Stored data
# # #
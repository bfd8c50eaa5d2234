//! idgate - MCP server for an identity-management API.
//!
//! Keeps one local login session (OS keychain or a file under the home
//! directory) and exposes a filtered set of management-API tools over the
//! MCP stdio transport. Every tool call re-checks the session and logs in
//! again when it has expired.

mod commands;
mod server;

use std::fs::OpenOptions;
use std::io;
use std::path::{Path, PathBuf};

use anyhow::{Context, Result};
use clap::{Args, Parser, Subcommand};
use tokio_util::sync::CancellationToken;
use tracing::info;
use tracing_appender::non_blocking::WorkerGuard;
use tracing_subscriber::{fmt, prelude::*, EnvFilter};

use idgate_core::auth::GrantType;
use idgate_core::store::StoreType;

#[derive(Parser, Debug)]
#[command(name = "idgate")]
#[command(about = "MCP server for an identity-management API, with local session handling")]
#[command(version)]
struct Cli {
    /// Also write logs to this file
    #[arg(long, global = true, value_name = "PATH")]
    log_file: Option<PathBuf>,

    /// Base directory for the file session store (defaults to the home directory)
    #[arg(long, global = true, value_name = "DIR")]
    store_dir: Option<PathBuf>,

    #[command(subcommand)]
    command: Command,
}

#[derive(Subcommand, Debug)]
enum Command {
    /// Sign in, replacing any existing session
    Login {
        #[command(flatten)]
        auth: AuthArgs,
    },
    /// Remove the stored session
    Logout {
        #[command(flatten)]
        store: StoreArgs,
    },
    /// Show the stored session without contacting the identity provider
    Session {
        #[command(flatten)]
        store: StoreArgs,
    },
    /// Start the MCP server on stdio
    Run(RunArgs),
}

#[derive(Args, Debug, Clone)]
struct StoreArgs {
    /// Where the session is kept: keychain or file
    #[arg(long, default_value_t = StoreType::Keychain)]
    store_type: StoreType,
}

#[derive(Args, Debug, Clone)]
struct AuthArgs {
    /// OAuth2 grant: authorization_code or device_code
    #[arg(long, default_value_t = GrantType::AuthorizationCode)]
    grant_type: GrantType,

    #[command(flatten)]
    store: StoreArgs,
}

#[derive(Args, Debug, Clone)]
struct RunArgs {
    #[command(flatten)]
    auth: AuthArgs,

    /// Only expose these tools (comma separated)
    #[arg(long, value_delimiter = ',')]
    include_tools: Vec<String>,

    /// Never expose these tools (comma separated)
    #[arg(long, value_delimiter = ',')]
    exclude_tools: Vec<String>,

    /// Only expose tools from these collections (comma separated)
    #[arg(long, value_delimiter = ',')]
    include_tool_collections: Vec<String>,

    /// Never expose tools from these collections (comma separated)
    #[arg(long, value_delimiter = ',')]
    exclude_tool_collections: Vec<String>,

    /// Also expose tools that modify data
    #[arg(long)]
    disable_read_only: bool,
}

/// Initialize the tracing subscriber for logging.
///
/// Logs go to stderr because stdout carries the MCP transport. The returned
/// guard flushes the log file and must live until exit.
fn init_tracing(log_file: Option<&Path>) -> Result<Option<WorkerGuard>> {
    // Use RUST_LOG env var to control log level (e.g., RUST_LOG=debug)
    let filter = EnvFilter::try_from_default_env().unwrap_or_else(|_| EnvFilter::new("info"));

    let (file_layer, guard) = match log_file {
        Some(path) => {
            let file = OpenOptions::new()
                .create(true)
                .append(true)
                .open(path)
                .with_context(|| format!("Failed to open log file {}", path.display()))?;
            let (writer, guard) = tracing_appender::non_blocking(file);
            let layer = fmt::layer().with_writer(writer).with_ansi(false);
            (Some(layer), Some(guard))
        }
        None => (None, None),
    };

    tracing_subscriber::registry()
        .with(fmt::layer().with_writer(io::stderr))
        .with(file_layer)
        .with(filter)
        .init();

    Ok(guard)
}

/// Token cancelled on Ctrl-C, observed by in-flight logins and the server.
fn shutdown_token() -> CancellationToken {
    let token = CancellationToken::new();
    let trigger = token.clone();
    tokio::spawn(async move {
        if tokio::signal::ctrl_c().await.is_ok() {
            info!("Interrupt received, shutting down");
            trigger.cancel();
        }
    });
    token
}

#[tokio::main]
async fn main() -> Result<()> {
    // Load .env file if present (silently ignore if not found)
    let _ = dotenvy::dotenv();

    let cli = Cli::parse();
    let _guard = init_tracing(cli.log_file.as_deref())?;
    let cancel = shutdown_token();
    let store_dir = cli.store_dir;

    match cli.command {
        Command::Login { auth } => {
            commands::login::run(auth.grant_type, auth.store.store_type, store_dir, &cancel).await
        }
        Command::Logout { store } => commands::logout::run(store.store_type, store_dir),
        Command::Session { store } => commands::session::run(store.store_type, store_dir),
        Command::Run(args) => {
            let options = commands::run::RunOptions {
                grant_type: args.auth.grant_type,
                store_type: args.auth.store.store_type,
                store_dir,
                include_tools: args.include_tools,
                exclude_tools: args.exclude_tools,
                include_collections: args.include_tool_collections,
                exclude_collections: args.exclude_tool_collections,
                read_only: !args.disable_read_only,
            };
            commands::run::run(options, cancel).await
        }
    }
}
# # #
Reproduce the records word for word.

◆ Exercise solution ◆
repository bfd8c50eaa5d2234
//! idgate - MCP server for an identity-management API.
//!
//! Keeps one local login session (OS keychain or a file under the home
//! directory) and exposes a filtered set of management-API tools over the
//! MCP stdio transport. Every tool call re-checks the session and logs in
//! again when it has expired.

mod commands;
mod server;

use std::fs::OpenOptions;
use std::io;
use std::path::{Path, PathBuf};

use anyhow::{Context, Result};
use clap::{Args, Parser, Subcommand};
use tokio_util::sync::CancellationToken;
use tracing::info;
use tracing_appender::non_blocking::WorkerGuard;
use tracing_subscriber::{fmt, prelude::*, EnvFilter};

use idgate_core::auth::GrantType;
use idgate_core::store::StoreType;

#[derive(Parser, Debug)]
#[command(name = "idgate")]
#[command(about = "MCP server for an identity-management API, with local session handling")]
#[command(version)]
struct Cli {
    /// Also write logs to this file
    #[arg(long, global = true, value_name = "PATH")]
    log_file: Option<PathBuf>,

    /// Base directory for the file session store (defaults to the home directory)
    #[arg(long, global = true, value_name = "DIR")]
    store_dir: Option<PathBuf>,

    #[command(subcommand)]
    command: Command,
}

#[derive(Subcommand, Debug)]
enum Command {
    /// Sign in, replacing any existing session
    Login {
        #[command(flatten)]
        auth: AuthArgs,
    },
    /// Remove the stored session
    Logout {
        #[command(flatten)]
        store: StoreArgs,
    },
    /// Show the stored session without contacting the identity provider
    Session {
        #[command(flatten)]
        store: StoreArgs,
    },
    /// Start the MCP server on stdio
    Run(RunArgs),
}

#[derive(Args, Debug, Clone)]
struct StoreArgs {
    /// Where the session is kept: keychain or file
    #[arg(long, default_value_t = StoreType::Keychain)]
    store_type: StoreType,
}

#[derive(Args, Debug, Clone)]
struct AuthArgs {
    /// OAuth2 grant: authorization_code or device_code
    #[arg(long, default_value_t = GrantType::AuthorizationCode)]
    grant_type: GrantType,

    #[command(flatten)]
    store: StoreArgs,
}

#[derive(Args, Debug, Clone)]
struct RunArgs {
    #[command(flatten)]
    auth: AuthArgs,

    /// Only expose these tools (comma separated)
    #[arg(long, value_delimiter = ',')]
    include_tools: Vec<String>,

    /// Never expose these tools (comma separated)
    #[arg(long, value_delimiter = ',')]
    exclude_tools: Vec<String>,

    /// Only expose tools from these collections (comma separated)
    #[arg(long, value_delimiter = ',')]
    include_tool_collections: Vec<String>,

    /// Never expose tools from these collections (comma separated)
    #[arg(long, value_delimiter = ',')]
    exclude_tool_collections: Vec<String>,

    /// Also expose tools that modify data
    #[arg(long)]
    disable_read_only: bool,
}

/// Initialize the tracing subscriber for logging.
///
/// Logs go to stderr because stdout carries the MCP transport. The returned
/// guard flushes the log file and must live until exit.
fn init_tracing(log_file: Option<&Path>) -> Result<Option<WorkerGuard>> {
    // Use RUST_LOG env var to control log level (e.g., RUST_LOG=debug)
    let filter = EnvFilter::try_from_default_env().unwrap_or_else(|_| EnvFilter::new("info"));

    let (file_layer, guard) = match log_file {
        Some(path) => {
            let file = OpenOptions::new()
                .create(true)
                .append(true)
                .open(path)
                .with_context(|| format!("Failed to open log file {}", path.display()))?;
            let (writer, guard) = tracing_appender::non_blocking(file);
            let layer = fmt::layer().with_writer(writer).with_ansi(false);
            (Some(layer), Some(guard))
        }
        None => (None, None),
    };

    tracing_subscriber::registry()
        .with(fmt::layer().with_writer(io::stderr))
        .with(file_layer)
        .with(filter)
        .init();

    Ok(guard)
}

/// Token cancelled on Ctrl-C, observed by in-flight logins and the server.
fn shutdown_token() -> CancellationToken {
    let token = CancellationToken::new();
    let trigger = token.clone();
    tokio::spawn(async move {
        if tokio::signal::ctrl_c().await.is_ok() {
            info!("Interrupt received, shutting down");
            trigger.cancel();
        }
    });
    token
}

#[tokio::main]
async fn main() -> Result<()> {
    // Load .env file if present (silently ignore if not found)
    let _ = dotenvy::dotenv();

    let cli = Cli::parse();
    let _guard = init_tracing(cli.log_file.as_deref())?;
    let cancel = shutdown_token();
    let store_dir = cli.store_dir;

    match cli.command {
        Command::Login { auth } => {
            commands::login::run(auth.grant_type, auth.store.store_type, store_dir, &cancel).await
        }
        Command::Logout { store } => commands::logout::run(store.store_type, store_dir),
        Command::Session { store } => commands::session::run(store.store_type, store_dir),
        Command::Run(args) => {
            let options = commands::run::RunOptions {
                grant_type: args.auth.grant_type,
                store_type: args.auth.store.store_type,
                store_dir,
                include_tools: args.include_tools,
                exclude_tools: args.exclude_tools,
                include_collections: args.include_tool_collections,
                exclude_collections: args.exclude_tool_collections,
                read_only: !args.disable_read_only,
            };
            commands::run::run(options, cancel).await
        }
    }
}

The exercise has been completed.